**TASK TO CARRY OUT**
Examine the listing below and state how many of its lines contain the word "AppConfig". Write only the number.
[Opening SOURCE MATERIAL section]
use std::{collections::HashSet, fs, path::Path, time::Duration};

use rustc_hash::FxHashMap;
use serde::{Deserialize, Serialize};

use crate::error::AppError;
use crate::resource::ResourceId;

#[derive(Debug, Deserialize, Serialize, Clone)]
pub struct HttpConfig {
    pub unix_socket: Option<String>,
    pub host: Option<String>,
    pub path: String,
    pub timeout: u64,
}

impl HttpConfig {
    pub fn wait_timeout(&self) -> Duration {
        Duration::from_secs(self.timeout)
    }

    pub fn validate(&self) -> Result<(), AppError> {
        if self.unix_socket.is_none() && self.host.is_none() {
            return Err(AppError::Config(
                "http: either 'unix_socket' or 'host' must be specified".into(),
            ));
        }
        if self.timeout == 0 {
            return Err(AppError::Config("http: timeout must be > 0".into()));
        }
        Ok(())
    }
}

#[derive(Debug, Hash, Deserialize, Serialize, Clone, Copy, PartialEq, Eq)]
#[serde(rename_all = "kebab-case")]
pub enum GpioCapability {
    Error,
    Disabled,
    PushPull,
    OpenDrain,
    OpenSource,
    Floating,
    PullUp,
    PullDown,
}

#[derive(Debug, Deserialize, Serialize, Clone, Copy, PartialEq, Eq, Default)]
#[serde(rename_all = "kebab-case")]
pub enum Framing {
    #[default]
    Raw,
    Controller,
}

/// Fully resolved per-resource tuning.
#[derive(Debug, Deserialize, Serialize, Clone, PartialEq)]
pub struct Tuning {
    pub debounce_ms: u64,
    pub hysteresis: f64,
    pub queue_capacity: usize,
    pub call_timeout_ms: u64,
    /// Upper bound for a single serial read.
    pub max_read_len: usize,
    #[serde(default)]
    pub poll_interval_ms: Option<u64>,
}

impl Tuning {
    pub fn debounce(&self) -> Duration {
        Duration::from_millis(self.debounce_ms)
    }

    pub fn call_timeout(&self) -> Duration {
        Duration::from_millis(self.call_timeout_ms)
    }

    pub fn poll_interval(&self) -> Option<Duration> {
        self.poll_interval_ms.map(Duration::from_millis)
    }

    fn merged(&self, overrides: Option<&TuningOverrides>) -> Tuning {
        let Some(o) = overrides else {
            return self.clone();
        };
        Tuning {
            debounce_ms: o.debounce_ms.unwrap_or(self.debounce_ms),
            hysteresis: o.hysteresis.unwrap_or(self.hysteresis),
            queue_capacity: o.queue_capacity.unwrap_or(self.queue_capacity),
            call_timeout_ms: o.call_timeout_ms.unwrap_or(self.call_timeout_ms),
            max_read_len: o.max_read_len.unwrap_or(self.max_read_len),
            poll_interval_ms: o.poll_interval_ms.or(self.poll_interval_ms),
        }
    }

    fn validate(&self, owner: &str) -> Result<(), AppError> {
        if self.queue_capacity == 0 {
            return Err(AppError::Config(format!("{owner}: queue_capacity must be > 0")));
        }
        if self.call_timeout_ms == 0 {
            return Err(AppError::Config(format!("{owner}: call_timeout_ms must be > 0")));
        }
        if self.max_read_len == 0 {
            return Err(AppError::Config(format!("{owner}: max_read_len must be > 0")));
        }
        if !(self.hysteresis >= 0.0) {
            return Err(AppError::Config(format!("{owner}: hysteresis must be >= 0")));
        }
        if self.poll_interval_ms == Some(0) {
            return Err(AppError::Config(format!("{owner}: poll_interval_ms must be > 0")));
        }
        Ok(())
    }
}

#[derive(Debug, Deserialize, Serialize, Clone, Default)]
pub struct TuningOverrides {
    pub debounce_ms: Option<u64>,
    pub hysteresis: Option<f64>,
    pub queue_capacity: Option<usize>,
    pub call_timeout_ms: Option<u64>,
    pub max_read_len: Option<usize>,
    pub poll_interval_ms: Option<u64>,
}

#[derive(Debug, Deserialize, Serialize, Clone)]
pub struct PinConfig {
    pub name: String,
    pub chip: String,
    pub line: u32,
    pub capabilities: HashSet<GpioCapability>,
    #[serde(default)]
    pub tuning: Option<TuningOverrides>,
}

#[derive(Debug, Deserialize, Serialize, Clone)]
pub struct SerialConfig {
    pub path: String,
    pub baud_rate: u32,
    #[serde(default)]
    pub framing: Framing,
    #[serde(default)]
    pub tuning: Option<TuningOverrides>,
}

/// Pulse range of a hobby servo driven from a PWM channel.
#[derive(Debug, Deserialize, Serialize, Clone, Copy, PartialEq)]
pub struct ServoConfig {
    pub min_angle: f64,
    pub max_angle: f64,
    pub min_pulse_us: u32,
    pub max_pulse_us: u32,
}

impl ServoConfig {
    pub fn contains_angle(&self, angle: f64) -> bool {
        (self.min_angle..=self.max_angle).contains(&angle)
    }

    /// Whether the longest pulse fits in one period.
    pub fn fits(&self, frequency_hz: u32) -> bool {
        u64::from(self.max_pulse_us) * u64::from(frequency_hz) <= 1_000_000
    }

    /// Duty cycle that holds the servo at `angle` degrees.
    ///
    /// The pulse width is interpolated linearly between the two ends of the
    /// range and divided by the period. Angles outside the range are clamped.
    pub fn duty_for(&self, angle: f64, frequency_hz: u32) -> f64 {
        let angle = angle.clamp(self.min_angle, self.max_angle);
        let fraction = (angle - self.min_angle) / (self.max_angle - self.min_angle);
        let min = f64::from(self.min_pulse_us);
        let pulse_us = min + (f64::from(self.max_pulse_us) - min) * fraction;
        (pulse_us * f64::from(frequency_hz) / 1_000_000.0).min(1.0)
    }

    fn validate(&self, owner: &str, frequency_hz: u32) -> Result<(), AppError> {
        if !(self.min_angle < self.max_angle) {
            return Err(AppError::Config(format!("{owner}: min_angle must be < max_angle")));
        }
        if self.min_pulse_us >= self.max_pulse_us {
            return Err(AppError::Config(format!(
                "{owner}: min_pulse_us must be < max_pulse_us"
            )));
        }
        if !self.fits(frequency_hz) {
            return Err(AppError::Config(format!(
                "{owner}: max_pulse_us does not fit in one period at {frequency_hz} Hz"
            )));
        }
        Ok(())
    }
}

#[derive(Debug, Deserialize, Serialize, Clone)]
pub struct PwmConfig {
    pub name: String,
    /// sysfs directory of the PWM chip, e.g. `/sys/class/pwm/pwmchip0`.
    pub chip: String,
    pub channel: u32,
    pub frequency_hz: u32,
    #[serde(default)]
    pub servo: Option<ServoConfig>,
    #[serde(default)]
    pub tuning: Option<TuningOverrides>,
}

#[derive(Debug, Deserialize, Serialize, Clone)]
pub struct DispatcherConfig {
    pub defaults: Tuning,
    pub degrade_after: u32,
    pub shutdown_deadline_ms: u64,
    pub event_history_capacity: usize,
}

impl DispatcherConfig {
    pub fn shutdown_deadline(&self) -> Duration {
        Duration::from_millis(self.shutdown_deadline_ms)
    }
}

#[derive(Debug, Deserialize, Serialize, Clone)]
pub struct AppConfig {
    pub http: HttpConfig,
    pub dispatcher: DispatcherConfig,
    #[serde(default)]
    pub gpios: FxHashMap<u32, PinConfig>,
    #[serde(default)]
    pub serials: FxHashMap<String, SerialConfig>,
    #[serde(default)]
    pub pwms: FxHashMap<String, PwmConfig>,
}

impl AppConfig {
    pub fn load_from_file<P: AsRef<Path>>(path: P) -> Result<Self, AppError> {
        let contents = fs::read_to_string(&path)
            .map_err(|e| AppError::Config(format!("Failed to read config: {e}")))?;
        Self::from_json(&contents)
    }

    pub fn from_json(contents: &str) -> Result<Self, AppError> {
        let config: AppConfig = serde_json::from_str(contents)
            .map_err(|e| AppError::Config(format!("Invalid config json: {e}")))?;
        config.validate()?;
        Ok(config)
    }

    pub fn validate(&self) -> Result<(), AppError> {
        self.http.validate()?;
        if self.dispatcher.degrade_after == 0 {
            return Err(AppError::Config("degrade_after must be > 0".into()));
        }
        self.dispatcher.defaults.validate("defaults")?;
        for (id, pin) in &self.gpios {
            self.dispatcher
                .defaults
                .merged(pin.tuning.as_ref())
                .validate(&format!("gpio {id}"))?;
        }
        for (name, serial) in &self.serials {
            self.dispatcher
                .defaults
                .merged(serial.tuning.as_ref())
                .validate(&format!("serial {name}"))?;
        }
        for (name, pwm) in &self.pwms {
            let owner = format!("pwm {name}");
            if pwm.frequency_hz == 0 {
                return Err(AppError::Config(format!("{owner}: frequency_hz must be > 0")));
            }
            if let Some(servo) = &pwm.servo {
                servo.validate(&owner, pwm.frequency_hz)?;
            }
            self.dispatcher
                .defaults
                .merged(pwm.tuning.as_ref())
                .validate(&owner)?;
        }
        Ok(())
    }

    pub fn pin(&self, pin_id: u32) -> Result<&PinConfig, AppError> {
        self.gpios
            .get(&pin_id)
            .ok_or_else(|| AppError::NotFound(format!("pin {pin_id}")))
    }

    pub fn serial(&self, name: &str) -> Result<&SerialConfig, AppError> {
        self.serials
            .get(name)
            .ok_or_else(|| AppError::NotFound(format!("serial {name}")))
    }

    pub fn pwm(&self, name: &str) -> Result<&PwmConfig, AppError> {
        self.pwms
            .get(name)
            .ok_or_else(|| AppError::NotFound(format!("pwm {name}")))
    }

    pub fn contains(&self, id: &ResourceId) -> bool {
        match id {
            ResourceId::Pin(pin_id) => self.gpios.contains_key(pin_id),
            ResourceId::Serial(name) => self.serials.contains_key(name),
            ResourceId::Pwm(name) => self.pwms.contains_key(name),
        }
    }

    pub fn tuning_for(&self, id: &ResourceId) -> Result<Tuning, AppError> {
        let overrides = match id {
            ResourceId::Pin(pin_id) => self.pin(*pin_id)?.tuning.as_ref(),
            ResourceId::Serial(name) => self.serial(name)?.tuning.as_ref(),
            ResourceId::Pwm(name) => self.pwm(name)?.tuning.as_ref(),
        };
        Ok(self.dispatcher.defaults.merged(overrides))
    }

    pub fn resource_ids(&self) -> Vec<ResourceId> {
        let mut ids: Vec<ResourceId> = self.gpios.keys().map(|id| ResourceId::Pin(*id)).collect();
        ids.extend(self.serials.keys().map(|name| ResourceId::Serial(name.clone())));
        ids.extend(self.pwms.keys().map(|name| ResourceId::Pwm(name.clone())));
        ids.sort();
        ids
    }
}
[Closing SOURCE MATERIAL section]
**EXERCISE ANSWER**
3